Dataset entries:

- - - - - - -

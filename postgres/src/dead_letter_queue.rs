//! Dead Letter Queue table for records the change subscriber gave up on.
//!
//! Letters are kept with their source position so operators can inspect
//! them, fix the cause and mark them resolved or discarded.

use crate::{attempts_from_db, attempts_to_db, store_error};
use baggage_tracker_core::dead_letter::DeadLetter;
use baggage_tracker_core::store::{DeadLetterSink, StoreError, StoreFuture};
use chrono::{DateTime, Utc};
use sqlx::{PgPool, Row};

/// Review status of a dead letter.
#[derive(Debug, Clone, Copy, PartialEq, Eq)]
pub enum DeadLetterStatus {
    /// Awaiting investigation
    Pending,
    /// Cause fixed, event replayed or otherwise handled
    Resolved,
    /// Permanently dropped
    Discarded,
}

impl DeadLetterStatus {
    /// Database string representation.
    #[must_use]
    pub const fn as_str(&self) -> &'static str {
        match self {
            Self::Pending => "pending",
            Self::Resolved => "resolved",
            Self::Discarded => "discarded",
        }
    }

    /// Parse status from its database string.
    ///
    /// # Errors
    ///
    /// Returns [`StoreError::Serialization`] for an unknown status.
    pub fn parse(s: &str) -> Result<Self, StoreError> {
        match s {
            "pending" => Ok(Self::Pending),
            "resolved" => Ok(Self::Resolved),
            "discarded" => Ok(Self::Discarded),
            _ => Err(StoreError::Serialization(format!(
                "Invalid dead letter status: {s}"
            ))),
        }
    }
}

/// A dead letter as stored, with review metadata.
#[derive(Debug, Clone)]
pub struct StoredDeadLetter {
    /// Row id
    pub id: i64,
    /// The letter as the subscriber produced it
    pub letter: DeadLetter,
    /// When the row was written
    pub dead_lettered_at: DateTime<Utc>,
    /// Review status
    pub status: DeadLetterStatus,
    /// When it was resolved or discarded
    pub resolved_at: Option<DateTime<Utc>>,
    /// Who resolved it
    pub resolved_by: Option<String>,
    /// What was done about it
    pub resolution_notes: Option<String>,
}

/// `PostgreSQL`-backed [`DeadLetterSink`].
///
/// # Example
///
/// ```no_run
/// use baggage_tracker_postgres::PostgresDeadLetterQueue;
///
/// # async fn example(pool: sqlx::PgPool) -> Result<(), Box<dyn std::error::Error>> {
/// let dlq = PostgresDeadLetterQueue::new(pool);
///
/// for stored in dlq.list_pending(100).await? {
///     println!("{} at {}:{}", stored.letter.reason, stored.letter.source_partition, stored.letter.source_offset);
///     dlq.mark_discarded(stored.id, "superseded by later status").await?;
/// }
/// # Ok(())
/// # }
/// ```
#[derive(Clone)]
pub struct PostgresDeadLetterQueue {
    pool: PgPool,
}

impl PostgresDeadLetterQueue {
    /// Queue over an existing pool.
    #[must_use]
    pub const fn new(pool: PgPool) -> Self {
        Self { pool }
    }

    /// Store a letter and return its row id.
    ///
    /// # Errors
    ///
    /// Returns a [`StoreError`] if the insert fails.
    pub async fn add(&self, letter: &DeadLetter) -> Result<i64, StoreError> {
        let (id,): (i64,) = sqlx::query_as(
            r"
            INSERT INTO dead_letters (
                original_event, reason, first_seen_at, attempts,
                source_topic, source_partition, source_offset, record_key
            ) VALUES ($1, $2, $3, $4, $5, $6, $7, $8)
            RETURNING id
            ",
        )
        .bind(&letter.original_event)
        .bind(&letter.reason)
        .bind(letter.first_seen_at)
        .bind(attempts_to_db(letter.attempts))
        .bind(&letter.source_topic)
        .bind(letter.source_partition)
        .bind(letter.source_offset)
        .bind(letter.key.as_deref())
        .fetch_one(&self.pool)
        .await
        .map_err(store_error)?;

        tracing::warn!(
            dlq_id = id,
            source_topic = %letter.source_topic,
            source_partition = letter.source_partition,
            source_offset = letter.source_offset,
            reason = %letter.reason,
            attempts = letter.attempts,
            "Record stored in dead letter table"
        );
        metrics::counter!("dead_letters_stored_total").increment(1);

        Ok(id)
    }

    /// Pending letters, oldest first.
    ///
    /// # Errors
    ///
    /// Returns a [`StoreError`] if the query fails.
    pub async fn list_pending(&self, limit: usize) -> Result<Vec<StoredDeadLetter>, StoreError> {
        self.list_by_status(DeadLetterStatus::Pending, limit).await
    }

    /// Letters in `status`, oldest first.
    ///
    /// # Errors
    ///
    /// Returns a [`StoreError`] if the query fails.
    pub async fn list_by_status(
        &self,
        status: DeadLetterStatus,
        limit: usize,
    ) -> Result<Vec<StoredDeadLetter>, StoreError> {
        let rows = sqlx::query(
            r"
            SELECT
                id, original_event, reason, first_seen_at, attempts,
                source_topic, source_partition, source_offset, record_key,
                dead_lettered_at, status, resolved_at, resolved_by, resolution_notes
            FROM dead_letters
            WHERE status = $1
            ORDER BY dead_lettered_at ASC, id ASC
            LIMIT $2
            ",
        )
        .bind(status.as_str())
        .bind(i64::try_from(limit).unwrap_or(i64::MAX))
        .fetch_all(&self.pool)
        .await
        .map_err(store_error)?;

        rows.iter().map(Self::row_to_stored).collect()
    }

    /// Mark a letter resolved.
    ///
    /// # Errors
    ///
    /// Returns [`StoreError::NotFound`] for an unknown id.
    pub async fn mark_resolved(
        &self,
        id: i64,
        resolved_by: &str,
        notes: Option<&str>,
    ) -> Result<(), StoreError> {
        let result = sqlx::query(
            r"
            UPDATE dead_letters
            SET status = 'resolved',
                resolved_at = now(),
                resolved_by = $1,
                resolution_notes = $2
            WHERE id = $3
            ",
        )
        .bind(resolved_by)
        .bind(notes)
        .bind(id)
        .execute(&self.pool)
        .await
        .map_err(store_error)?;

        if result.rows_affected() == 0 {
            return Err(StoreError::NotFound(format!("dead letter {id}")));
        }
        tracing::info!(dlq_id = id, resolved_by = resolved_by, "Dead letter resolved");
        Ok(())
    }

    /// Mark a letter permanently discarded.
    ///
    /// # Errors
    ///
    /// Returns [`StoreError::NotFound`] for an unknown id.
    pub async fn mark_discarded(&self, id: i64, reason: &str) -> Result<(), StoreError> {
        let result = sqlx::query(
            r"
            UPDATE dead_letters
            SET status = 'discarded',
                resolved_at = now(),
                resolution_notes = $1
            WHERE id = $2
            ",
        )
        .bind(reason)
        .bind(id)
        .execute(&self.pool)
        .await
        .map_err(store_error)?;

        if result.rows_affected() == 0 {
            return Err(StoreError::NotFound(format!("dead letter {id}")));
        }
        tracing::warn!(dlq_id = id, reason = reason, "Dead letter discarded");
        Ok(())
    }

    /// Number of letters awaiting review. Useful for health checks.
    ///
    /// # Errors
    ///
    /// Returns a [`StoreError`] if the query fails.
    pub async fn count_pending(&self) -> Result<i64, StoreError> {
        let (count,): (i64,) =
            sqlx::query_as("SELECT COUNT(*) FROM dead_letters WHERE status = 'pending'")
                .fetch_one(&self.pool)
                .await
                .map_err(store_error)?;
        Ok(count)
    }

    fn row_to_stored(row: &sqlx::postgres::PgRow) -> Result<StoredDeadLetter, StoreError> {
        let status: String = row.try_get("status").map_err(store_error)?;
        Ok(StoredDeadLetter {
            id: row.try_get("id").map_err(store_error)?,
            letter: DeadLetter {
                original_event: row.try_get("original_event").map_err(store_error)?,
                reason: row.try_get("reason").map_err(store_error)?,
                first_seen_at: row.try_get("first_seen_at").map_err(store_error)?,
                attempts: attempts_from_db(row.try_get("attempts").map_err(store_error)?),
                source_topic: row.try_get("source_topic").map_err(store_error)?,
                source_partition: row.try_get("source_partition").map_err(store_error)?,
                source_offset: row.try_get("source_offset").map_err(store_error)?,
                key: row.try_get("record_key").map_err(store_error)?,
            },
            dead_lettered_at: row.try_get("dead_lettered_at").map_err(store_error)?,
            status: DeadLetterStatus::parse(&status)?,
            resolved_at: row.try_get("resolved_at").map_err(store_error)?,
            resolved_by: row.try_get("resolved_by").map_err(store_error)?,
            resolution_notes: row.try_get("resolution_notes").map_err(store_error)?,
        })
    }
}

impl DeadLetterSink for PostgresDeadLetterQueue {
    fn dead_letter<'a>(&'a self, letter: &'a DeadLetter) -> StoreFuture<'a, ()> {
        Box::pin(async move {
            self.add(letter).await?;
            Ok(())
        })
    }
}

- - - - - - -

▶ [What to work on]:
A verbatim transcription is needed of the lines above, starting at the line with "for health checks." and ending at the line with "COUNT(*) FROM dead_letters", both included, and of nothing else.

▶ [Solution for this exercise]:
    /// Number of letters awaiting review. Useful for health checks.
    ///
    /// # Errors
    ///
    /// Returns a [`StoreError`] if the query fails.
    pub async fn count_pending(&self) -> Result<i64, StoreError> {
        let (count,): (i64,) =
            sqlx::query_as("SELECT COUNT(*) FROM dead_letters WHERE status = 'pending'")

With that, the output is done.